Summary: do_IRQ displays IRQ warnings during CPU hotplug
Product: Platform Specific/Hardware Reporter: Prarit Bhargava (prarit)
Component: x86-64Assignee: platform_x86_64 (platform_x86_64)
Status: NEW ---    
Severity: normal    
Priority: P1    
Hardware: All   
OS: Linux   
Kernel Version: 3.12 Subsystem:
Regression: No Bisected commit-id:
Attachments: Patch that resolves this issue

Description Prarit Bhargava 2013-11-11 23:03:13 UTC
Created attachment 114311 [details]
Patch that resolves this issue

When doing cpu hotplug testing I occasionally see

[  612.014573] do_IRQ: 56.134 No irq handler for vector (irq -1)

on the serial console.

This warning indicates that an unregistered IRQ occurred and no handler was found.

In the cpu_down path on x86, fixup_irqs() is called and the APIC IRR is examined.  For each irq set in the IRR, the corresponding IRQ handler is called through an retrigger event.  The IRQ vector entry is then set to -1.  After this, some time can elapse when the CPU does handle the IRQ -- which calls do_IRQ() for an IRQ that now no longer has a vector entry.  This then causes the do_IRQ() code to output the bogus message for an event that has already been handled.

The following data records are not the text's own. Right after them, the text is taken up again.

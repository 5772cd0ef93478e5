use std::borrow::Cow;
use std::sync::Arc;

use async_trait::async_trait;
use futures::future::try_join_all;

use crate::element::ElementRef;
use crate::error::Result;
use crate::rule::{Rule, Verdict};

/// Answers whether a URL is reachable.
#[async_trait]
pub trait UrlProbe: Send + Sync {
    /// `Ok(false)` for a URL that answered badly or cannot be requested;
    /// `Err` only when the probe itself failed.
    async fn is_active(&self, url: &str) -> Result<bool>;
}

/// Every text value is a URL the probe reports as active.
///
/// Probes for all values run concurrently; the verdict is always deferred.
#[derive(Clone)]
pub struct ActiveUrl {
    probe: Arc<dyn UrlProbe>,
}

impl ActiveUrl {
    pub fn new(probe: Arc<dyn UrlProbe>) -> Self {
        Self { probe }
    }
}

impl std::fmt::Debug for ActiveUrl {
    fn fmt(&self, f: &mut std::fmt::Formatter<'_>) -> std::fmt::Result {
        f.debug_struct("ActiveUrl").finish_non_exhaustive()
    }
}

impl Rule for ActiveUrl {
    fn passed(&self, elements: &[ElementRef], _args: &[String]) -> Result<Verdict> {
        let urls: Vec<String> = elements
            .iter()
            .filter(|element| element.kind().is_input_like())
            .flat_map(|element| element.values())
            .collect();
        let probe = Arc::clone(&self.probe);

        Ok(Verdict::deferred(async move {
            let answers = try_join_all(urls.iter().map(|url| probe.is_active(url))).await?;
            Ok(answers.into_iter().all(|active| active))
        }))
    }

    fn message(&self) -> Cow<'static, str> {
        Cow::Borrowed("{name} is not an active url")
    }
}

// ============================================================================
// HTTP PROBE
// ============================================================================

#[cfg(feature = "http")]
pub use http::HttpProbe;

#[cfg(feature = "http")]
mod http {
    use std::time::Duration;

    use async_trait::async_trait;
    use reqwest::{Client, StatusCode, Url};

    use super::UrlProbe;
    use crate::error::{Error, Result};

    const DEFAULT_TIMEOUT: Duration = Duration::from_secs(10);

    /// Issues a GET and expects `200 OK`.
    ///
    /// A client that failed to build makes every check fail with
    /// [`Error::Probe`].
    #[derive(Debug, Clone)]
    pub struct HttpProbe {
        client: std::result::Result<Client, String>,
    }

    impl HttpProbe {
        pub fn with_client(client: Client) -> Self {
            Self { client: Ok(client) }
        }

        #[cfg(test)]
        pub(crate) fn broken(reason: &str) -> Self {
            Self {
                client: Err(reason.to_string()),
            }
        }
    }

    impl Default for HttpProbe {
        fn default() -> Self {
            let client = Client::builder()
                .timeout(DEFAULT_TIMEOUT)
                .build()
                .map_err(|err| {
                    tracing::warn!(error = %err, "Could not build HTTP client for URL checks");
                    err.to_string()
                });
            Self { client }
        }
    }

    #[async_trait]
    impl UrlProbe for HttpProbe {
        async fn is_active(&self, url: &str) -> Result<bool> {
            let client = self.client.as_ref().map_err(|reason| Error::Probe {
                url: url.to_string(),
                reason: reason.clone(),
            })?;

            let Ok(parsed) = Url::parse(url) else {
                tracing::debug!(url = %url, "Not a URL, skipping probe");
                return Ok(false);
            };

            let response = client.get(parsed).send().await.map_err(|err| {
                if err.is_builder() {
                    return None;
                }
                Some(Error::Probe {
                    url: url.to_string(),
                    reason: err.to_string(),
                })
            });

            match response {
                Ok(response) => Ok(response.status() == StatusCode::OK),
                Err(None) => Ok(false),
                Err(Some(err)) => {
                    tracing::warn!(url = %url, error = %err, "URL probe failed");
                    Err(err)
                }
            }
        }
    }
}
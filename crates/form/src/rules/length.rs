use std::borrow::Cow;

use crate::element::ElementRef;
use crate::error::Result;
use crate::rule::{Rule, Verdict};

use super::{every_value, first_arg, is_text_target, parse_count};

fn measure(
    rule: &str,
    elements: &[ElementRef],
    args: &[String],
    accept: fn(usize, usize) -> bool,
) -> Result<Verdict> {
    let count = parse_count(rule, first_arg(rule, args, "a number")?)?;
    every_value(elements, is_text_target, |value| {
        Ok(accept(value.chars().count(), count))
    })
    .map(Verdict::from)
}

/// Values have exactly the given number of characters.
#[derive(Debug, Clone, Copy, Default)]
pub struct Length;

impl Rule for Length {
    fn passed(&self, elements: &[ElementRef], args: &[String]) -> Result<Verdict> {
        measure("length", elements, args, |len, count| len == count)
    }

    fn message(&self) -> Cow<'static, str> {
        Cow::Borrowed("{name} should be {0} characters long")
    }
}

#[derive(Debug, Clone, Copy, Default)]
pub struct MinLength;

impl Rule for MinLength {
    fn passed(&self, elements: &[ElementRef], args: &[String]) -> Result<Verdict> {
        measure("min_length", elements, args, |len, count| len >= count)
    }

    fn message(&self) -> Cow<'static, str> {
        Cow::Borrowed("{name} should be at least {0} characters long")
    }
}

#[derive(Debug, Clone, Copy, Default)]
pub struct MaxLength;

impl Rule for MaxLength {
    fn passed(&self, elements: &[ElementRef], args: &[String]) -> Result<Verdict> {
        measure("max_length", elements, args, |len, count| len <= count)
    }

    fn message(&self) -> Cow<'static, str> {
        Cow::Borrowed("{name} should be at most {0} characters long")
    }
}

#[cfg(test)]
mod tests {
    use super::*;
    use crate::element::Element;
    use rstest::rstest;

    #[rstest]
    #[case::exact("abc", "3", true)]
    #[case::short("ab", "3", false)]
    #[case::multibyte("äöü", "3", true)]
    fn length_counts_characters(#[case] value: &str, #[case] count: &str, #[case] expected: bool) {
        let elements = [Element::input().with_value(value).shared()];
        let verdict = Length.passed(&elements, &[count.to_string()]).unwrap();
        assert!(matches!(verdict, Verdict::Ready(passed) if passed == expected));
    }

    #[test]
    fn bounds() {
        let elements = [Element::textarea().with_value("hello").shared()];
        let five = ["5".to_string()];
        let six = ["6".to_string()];
        assert!(matches!(MinLength.passed(&elements, &five), Ok(Verdict::Ready(true))));
        assert!(matches!(MinLength.passed(&elements, &six), Ok(Verdict::Ready(false))));
        assert!(matches!(MaxLength.passed(&elements, &five), Ok(Verdict::Ready(true))));
        assert!(matches!(MaxLength.passed(&elements, &["4".to_string()]), Ok(Verdict::Ready(false))));
    }

    #[test]
    fn bad_count_is_an_argument_error() {
        let elements = [Element::input().with_value("x").shared()];
        assert!(Length.passed(&elements, &["x".to_string()]).is_err());
    }
}
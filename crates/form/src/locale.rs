//! Locale-keyed message templates.
//!
//! A catalog maps locale code to rule name to template. The active locale is
//! shared by every session created from the same [`FormValidator`]; switching
//! to an unknown locale falls back to [`DEFAULT_LOCALE`].
//!
//! [`FormValidator`]: crate::FormValidator

use std::collections::HashMap;

use parking_lot::RwLock;

use crate::error::Result;

/// Fallback locale, always present.
pub const DEFAULT_LOCALE: &str = "en";

/// `locale -> rule name -> template`
pub type LocaleMessages = HashMap<String, HashMap<String, String>>;

#[derive(Debug)]
struct CatalogState {
    active: String,
    messages: LocaleMessages,
}

/// Message templates per locale plus the active locale.
#[derive(Debug)]
pub struct LocaleCatalog {
    state: RwLock<CatalogState>,
}

impl LocaleCatalog {
    /// Catalog seeded with the built-in `en` and `nl` templates, `en` active.
    pub fn new() -> Self {
        Self {
            state: RwLock::new(CatalogState {
                active: DEFAULT_LOCALE.to_string(),
                messages: builtin_messages(),
            }),
        }
    }

    /// Parses a `{ "<locale>": { "<rule>": "<template>" } }` document.
    pub fn parse_messages(json: &str) -> Result<LocaleMessages> {
        Ok(serde_json::from_str(json)?)
    }

    /// Built-in catalog extended with the templates of a JSON document.
    pub fn from_json(json: &str) -> Result<Self> {
        let catalog = Self::new();
        catalog.add_locale(Self::parse_messages(json)?);
        Ok(catalog)
    }

    /// Merges templates into the catalog. Existing keys are overwritten.
    pub fn add_locale(&self, messages: LocaleMessages) {
        let mut state = self.state.write();
        for (locale, templates) in messages {
            state.messages.entry(locale).or_default().extend(templates);
        }
    }

    /// Switches the active locale, merging `messages` first when given.
    ///
    /// Returns the locale that ended up active.
    pub fn set_locale(&self, locale: &str, messages: Option<LocaleMessages>) -> String {
        if let Some(messages) = messages {
            self.add_locale(messages);
        }

        let mut state = self.state.write();
        if state.messages.contains_key(locale) {
            state.active = locale.to_string();
        } else {
            tracing::warn!(
                locale,
                fallback = DEFAULT_LOCALE,
                "Unknown locale, falling back"
            );
            state.active = DEFAULT_LOCALE.to_string();
        }
        state.active.clone()
    }

    /// The active locale code.
    pub fn locale(&self) -> String {
        self.state.read().active.clone()
    }

    pub fn has_locale(&self, locale: &str) -> bool {
        self.state.read().messages.contains_key(locale)
    }

    /// Template for `rule` in the active locale.
    pub fn template(&self, rule: &str) -> Option<String> {
        let state = self.state.read();
        state
            .messages
            .get(&state.active)
            .and_then(|templates| templates.get(rule))
            .cloned()
    }
}

impl Default for LocaleCatalog {
    fn default() -> Self {
        Self::new()
    }
}

fn builtin_messages() -> LocaleMessages {
    let en = [
        ("accepted", "{name} is not accepted"),
        ("active_url", "{name} is not an active url"),
        ("checked", "{name} is not checked"),
        ("length", "{name} should be {0} characters long"),
        ("max", "{name} should be not greater than {0}"),
        ("max_length", "{name} should be at most {0} characters long"),
        ("min", "{name} should be at least {0}"),
        ("min_length", "{name} should be at least {0} characters long"),
        ("regex", "{name} doesn't have a valid format"),
        ("required", "{name} is required"),
        ("same", "{name} should be the same as {0}"),
    ];
    let nl = [
        ("accepted", "{name} is niet geaccepteerd"),
        ("active_url", "{name} is geen actieve URL"),
        ("checked", "{name} is niet aangevinkt"),
        ("length", "{name} moet {0} karakters lang zijn"),
        ("max", "{name} mag niet meer zijn dan {0}"),
        ("max_length", "{name} mag maximaal {0} karakters lang zijn"),
        ("min", "{name} moet minstens {0} zijn"),
        ("min_length", "{name} moet minstens {0} karakters lang zijn"),
        ("regex", "{name} heeft geen geldig formaat"),
        ("required", "{name} is verplicht"),
        ("same", "{name} moet hetzelfde zijn als {0}"),
    ];

    let table = |entries: &[(&str, &str)]| {
        entries
            .iter()
            .map(|(rule, template)| ((*rule).to_string(), (*template).to_string()))
            .collect::<HashMap<_, _>>()
    };

    HashMap::from([
        (DEFAULT_LOCALE.to_string(), table(&en)),
        ("nl".to_string(), table(&nl)),
    ])
}

#[cfg(test)]
mod tests {
    use super::*;

    #[test]
    fn defaults_to_english() {
        let catalog = LocaleCatalog::new();
        assert_eq!(catalog.locale(), "en");
        assert_eq!(catalog.template("required").as_deref(), Some("{name} is required"));
    }

    #[test]
    fn switches_to_known_locale() {
        let catalog = LocaleCatalog::new();
        assert_eq!(catalog.set_locale("nl", None), "nl");
        assert_eq!(catalog.template("required").as_deref(), Some("{name} is verplicht"));
    }

    #[test]
    fn unknown_locale_falls_back_to_english() {
        let catalog = LocaleCatalog::new();
        catalog.set_locale("nl", None);
        assert_eq!(catalog.set_locale("not_existing", None), "en");
        assert_eq!(catalog.locale(), "en");
    }

    #[test]
    fn set_locale_registers_supplied_messages() {
        let catalog = LocaleCatalog::new();
        let messages = HashMap::from([(
            "test".to_string(),
            HashMap::from([("foo".to_string(), "bar".to_string())]),
        )]);

        assert_eq!(catalog.set_locale("test", Some(messages)), "test");
        assert_eq!(catalog.template("foo").as_deref(), Some("bar"));
        assert_eq!(catalog.template("required"), None);
    }

    #[test]
    fn add_locale_merges_keys() {
        let catalog = LocaleCatalog::new();
        catalog.add_locale(HashMap::from([(
            "en".to_string(),
            HashMap::from([("custom".to_string(), "{name} is custom".to_string())]),
        )]));

        assert!(catalog.template("custom").is_some());
        assert!(catalog.template("required").is_some());
    }

    #[test]
    fn parses_json_catalog() {
        let messages = LocaleCatalog::parse_messages(r#"{"de": {"required": "{name} ist erforderlich"}}"#)
            .expect("valid catalog");
        assert_eq!(messages["de"]["required"], "{name} ist erforderlich");

        assert!(LocaleCatalog::parse_messages("[1, 2]").is_err());
    }

    #[test]
    fn from_json_keeps_builtin_locales() {
        let catalog = LocaleCatalog::from_json(r#"{"de": {"required": "{name} fehlt"}}"#).unwrap();
        assert!(catalog.has_locale("de"));
        assert!(catalog.has_locale("nl"));
        assert_eq!(catalog.set_locale("de", None), "de");
        assert_eq!(catalog.template("required").as_deref(), Some("{name} fehlt"));

        assert!(matches!(
            LocaleCatalog::from_json("not json"),
            Err(crate::Error::InvalidCatalog { .. })
        ));
    }
}
//! Rendering of rule message templates.
//!
//! Templates use `{name}` for the field's display name and `{0}`, `{1}`, ...
//! for the rule's positional arguments. Unknown placeholders are left as-is.

use std::sync::LazyLock;

use regex::{Captures, Regex};

static PLACEHOLDER: LazyLock<Regex> =
    LazyLock::new(|| Regex::new(r"\{(\w+)\}").expect("placeholder pattern is valid"));

/// Uppercases the first character.
pub fn capitalize(value: &str) -> String {
    let mut chars = value.chars();
    match chars.next() {
        Some(first) => first.to_uppercase().chain(chars).collect(),
        None => String::new(),
    }
}

/// Renders a template for one failing rule.
#[derive(Debug, Clone, Copy)]
pub struct MessageFormatter<'a> {
    name: &'a str,
    args: &'a [String],
}

impl<'a> MessageFormatter<'a> {
    pub fn new(name: &'a str, args: &'a [String]) -> Self {
        Self { name, args }
    }

    /// Substitutes placeholders and capitalizes the result.
    pub fn format(&self, template: &str) -> String {
        let rendered = PLACEHOLDER.replace_all(template, |caps: &Captures<'_>| {
            let key = &caps[1];
            if key == "name" {
                return capitalize(self.name);
            }
            key.parse::<usize>()
                .ok()
                .and_then(|index| self.args.get(index))
                .cloned()
                .unwrap_or_else(|| caps[0].to_string())
        });
        capitalize(&rendered)
    }
}

/// One-shot form of [`MessageFormatter::format`].
pub fn format_message(template: &str, name: &str, args: &[String]) -> String {
    MessageFormatter::new(name, args).format(template)
}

To help debug this I did (sorry for the cut-and-paste):

diff --git a/arch/x86/kernel/irq.c b/arch/x86/kernel/irq.c
index 22d0687..98335a0 100644
--- a/arch/x86/kernel/irq.c
+++ b/arch/x86/kernel/irq.c
@@ -355,8 +355,11 @@ void fixup_irqs(void)
                        data = irq_desc_get_irq_data(desc);
                        chip = irq_data_get_irq_chip(data);
                        raw_spin_lock(&desc->lock);
-                       if (chip->irq_retrigger)
+                       if (chip->irq_retrigger) {
+                               printk("%s: %d.%u retriggered\n", __FUNCTION__,
+                                      smp_processor_id(), irq);
                                chip->irq_retrigger(data);
+                       }
                        raw_spin_unlock(&desc->lock);
                }
                __this_cpu_write(vector_irq[vector], -1);

to see that the retrigger and the do_IRQ message were for the same cpu and irq.
Comment 1 Prarit Bhargava 2013-11-11 23:14:43 UTC
Submitted upstream here:

http://marc.info/?l=linux-kernel&m=138421132030503&w=2

P.